• **Your instructions**:
Needed from the data below: every line from the one with "this line is ignored" up to and including the one with "assert_eq!(config.batch_size, 1);", repeated exactly and with nothing else.

Start of Provided data

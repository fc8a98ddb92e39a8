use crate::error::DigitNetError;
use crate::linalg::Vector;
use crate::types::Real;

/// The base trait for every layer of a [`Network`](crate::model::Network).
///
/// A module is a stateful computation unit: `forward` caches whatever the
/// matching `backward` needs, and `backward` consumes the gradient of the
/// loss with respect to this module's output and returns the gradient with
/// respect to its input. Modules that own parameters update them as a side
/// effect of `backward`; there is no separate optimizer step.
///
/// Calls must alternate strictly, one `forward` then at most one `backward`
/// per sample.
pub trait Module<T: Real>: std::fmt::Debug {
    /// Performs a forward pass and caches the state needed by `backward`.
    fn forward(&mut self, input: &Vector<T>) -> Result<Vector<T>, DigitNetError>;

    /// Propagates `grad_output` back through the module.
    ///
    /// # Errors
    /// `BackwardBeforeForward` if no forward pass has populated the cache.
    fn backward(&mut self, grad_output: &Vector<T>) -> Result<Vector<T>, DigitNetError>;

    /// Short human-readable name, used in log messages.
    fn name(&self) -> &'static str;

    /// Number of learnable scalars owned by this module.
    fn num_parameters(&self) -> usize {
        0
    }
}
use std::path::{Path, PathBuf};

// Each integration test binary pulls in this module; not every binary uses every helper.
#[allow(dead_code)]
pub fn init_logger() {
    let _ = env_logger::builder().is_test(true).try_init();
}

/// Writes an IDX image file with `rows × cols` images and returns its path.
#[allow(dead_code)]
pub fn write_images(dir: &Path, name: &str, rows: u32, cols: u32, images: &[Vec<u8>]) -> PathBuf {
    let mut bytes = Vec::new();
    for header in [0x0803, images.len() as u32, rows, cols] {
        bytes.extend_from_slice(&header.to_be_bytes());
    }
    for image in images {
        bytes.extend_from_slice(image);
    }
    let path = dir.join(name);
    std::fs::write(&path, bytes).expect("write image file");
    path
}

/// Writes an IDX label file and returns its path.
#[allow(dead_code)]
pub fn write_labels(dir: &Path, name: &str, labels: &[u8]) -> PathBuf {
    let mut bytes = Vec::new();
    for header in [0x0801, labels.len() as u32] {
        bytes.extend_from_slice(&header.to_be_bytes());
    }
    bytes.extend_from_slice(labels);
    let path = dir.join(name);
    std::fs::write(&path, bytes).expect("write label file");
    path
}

End of Provided data
Start of Provided data

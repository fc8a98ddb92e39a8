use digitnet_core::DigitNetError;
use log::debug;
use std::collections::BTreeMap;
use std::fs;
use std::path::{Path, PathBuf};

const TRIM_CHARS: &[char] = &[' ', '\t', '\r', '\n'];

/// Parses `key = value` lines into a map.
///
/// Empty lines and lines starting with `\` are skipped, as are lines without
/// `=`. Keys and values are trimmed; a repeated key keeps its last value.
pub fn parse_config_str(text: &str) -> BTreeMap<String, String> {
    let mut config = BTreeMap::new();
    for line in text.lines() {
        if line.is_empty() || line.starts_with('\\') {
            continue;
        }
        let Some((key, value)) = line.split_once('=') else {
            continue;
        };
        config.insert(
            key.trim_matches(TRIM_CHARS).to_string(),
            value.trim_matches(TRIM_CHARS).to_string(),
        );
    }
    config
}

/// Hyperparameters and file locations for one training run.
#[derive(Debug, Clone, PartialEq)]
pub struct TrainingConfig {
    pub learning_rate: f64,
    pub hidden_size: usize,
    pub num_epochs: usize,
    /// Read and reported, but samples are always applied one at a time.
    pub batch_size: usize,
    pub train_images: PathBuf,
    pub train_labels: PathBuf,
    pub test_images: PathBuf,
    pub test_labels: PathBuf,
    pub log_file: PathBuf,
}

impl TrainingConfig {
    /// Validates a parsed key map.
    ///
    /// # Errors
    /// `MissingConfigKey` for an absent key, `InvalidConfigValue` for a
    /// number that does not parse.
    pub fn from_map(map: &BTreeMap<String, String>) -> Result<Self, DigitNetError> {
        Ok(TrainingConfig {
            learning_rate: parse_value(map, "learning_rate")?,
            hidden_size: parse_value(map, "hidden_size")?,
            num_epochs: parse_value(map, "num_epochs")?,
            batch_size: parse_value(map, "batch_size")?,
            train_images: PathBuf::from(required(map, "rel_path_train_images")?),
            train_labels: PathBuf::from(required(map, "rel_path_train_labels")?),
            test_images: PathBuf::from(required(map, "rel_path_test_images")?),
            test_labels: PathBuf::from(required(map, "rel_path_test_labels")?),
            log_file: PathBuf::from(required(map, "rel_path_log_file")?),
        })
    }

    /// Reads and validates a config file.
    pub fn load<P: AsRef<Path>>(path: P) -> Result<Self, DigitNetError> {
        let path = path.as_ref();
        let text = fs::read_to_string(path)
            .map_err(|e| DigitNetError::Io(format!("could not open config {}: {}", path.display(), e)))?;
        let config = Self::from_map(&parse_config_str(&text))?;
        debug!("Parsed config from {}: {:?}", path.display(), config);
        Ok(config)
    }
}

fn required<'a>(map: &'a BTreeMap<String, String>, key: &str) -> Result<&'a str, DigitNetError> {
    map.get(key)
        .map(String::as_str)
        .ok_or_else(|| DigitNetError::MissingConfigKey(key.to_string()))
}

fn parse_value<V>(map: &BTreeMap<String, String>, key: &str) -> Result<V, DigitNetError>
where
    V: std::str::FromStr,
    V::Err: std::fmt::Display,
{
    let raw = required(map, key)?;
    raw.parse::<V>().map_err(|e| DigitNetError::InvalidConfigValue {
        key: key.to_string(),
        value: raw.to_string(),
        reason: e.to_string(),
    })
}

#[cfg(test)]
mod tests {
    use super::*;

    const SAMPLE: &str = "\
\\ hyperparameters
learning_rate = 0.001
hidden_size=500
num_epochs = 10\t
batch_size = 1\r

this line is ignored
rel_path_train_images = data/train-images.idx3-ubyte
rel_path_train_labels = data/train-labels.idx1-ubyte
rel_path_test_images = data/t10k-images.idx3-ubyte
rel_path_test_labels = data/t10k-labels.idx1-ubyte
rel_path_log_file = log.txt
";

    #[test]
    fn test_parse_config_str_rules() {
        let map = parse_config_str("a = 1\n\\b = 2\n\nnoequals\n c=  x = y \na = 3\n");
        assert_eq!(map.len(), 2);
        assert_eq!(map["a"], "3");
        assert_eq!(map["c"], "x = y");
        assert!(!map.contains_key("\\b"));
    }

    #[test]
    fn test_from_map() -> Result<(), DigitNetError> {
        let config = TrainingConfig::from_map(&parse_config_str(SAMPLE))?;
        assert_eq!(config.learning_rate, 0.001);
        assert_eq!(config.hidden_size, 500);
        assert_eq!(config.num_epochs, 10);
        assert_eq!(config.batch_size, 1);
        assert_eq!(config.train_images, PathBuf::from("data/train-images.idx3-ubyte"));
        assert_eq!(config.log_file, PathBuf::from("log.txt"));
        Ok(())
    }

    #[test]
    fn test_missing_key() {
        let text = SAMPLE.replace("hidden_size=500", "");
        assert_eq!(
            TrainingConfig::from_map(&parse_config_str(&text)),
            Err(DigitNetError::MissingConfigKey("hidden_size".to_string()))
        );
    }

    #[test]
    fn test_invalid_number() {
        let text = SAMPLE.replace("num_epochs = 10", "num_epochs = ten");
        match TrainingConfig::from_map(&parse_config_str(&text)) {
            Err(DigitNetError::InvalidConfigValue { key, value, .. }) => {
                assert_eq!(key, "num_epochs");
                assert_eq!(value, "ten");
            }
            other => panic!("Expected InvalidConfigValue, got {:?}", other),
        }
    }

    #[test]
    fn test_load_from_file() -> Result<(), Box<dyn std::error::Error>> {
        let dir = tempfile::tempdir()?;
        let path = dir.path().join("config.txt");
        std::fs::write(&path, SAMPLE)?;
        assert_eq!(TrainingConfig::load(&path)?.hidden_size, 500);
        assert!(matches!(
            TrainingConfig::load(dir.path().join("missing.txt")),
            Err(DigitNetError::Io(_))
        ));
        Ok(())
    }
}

End of Provided data

• **Response to this exercise**:
this line is ignored
rel_path_train_images = data/train-images.idx3-ubyte
rel_path_train_labels = data/train-labels.idx1-ubyte
rel_path_test_images = data/t10k-images.idx3-ubyte
rel_path_test_labels = data/t10k-labels.idx1-ubyte
rel_path_log_file = log.txt
";

    #[test]
    fn test_parse_config_str_rules() {
        let map = parse_config_str("a = 1\n\\b = 2\n\nnoequals\n c=  x = y \na = 3\n");
        assert_eq!(map.len(), 2);
        assert_eq!(map["a"], "3");
        assert_eq!(map["c"], "x = y");
        assert!(!map.contains_key("\\b"));
    }

    #[test]
    fn test_from_map() -> Result<(), DigitNetError> {
        let config = TrainingConfig::from_map(&parse_config_str(SAMPLE))?;
        assert_eq!(config.learning_rate, 0.001);
        assert_eq!(config.hidden_size, 500);
        assert_eq!(config.num_epochs, 10);
        assert_eq!(config.batch_size, 1);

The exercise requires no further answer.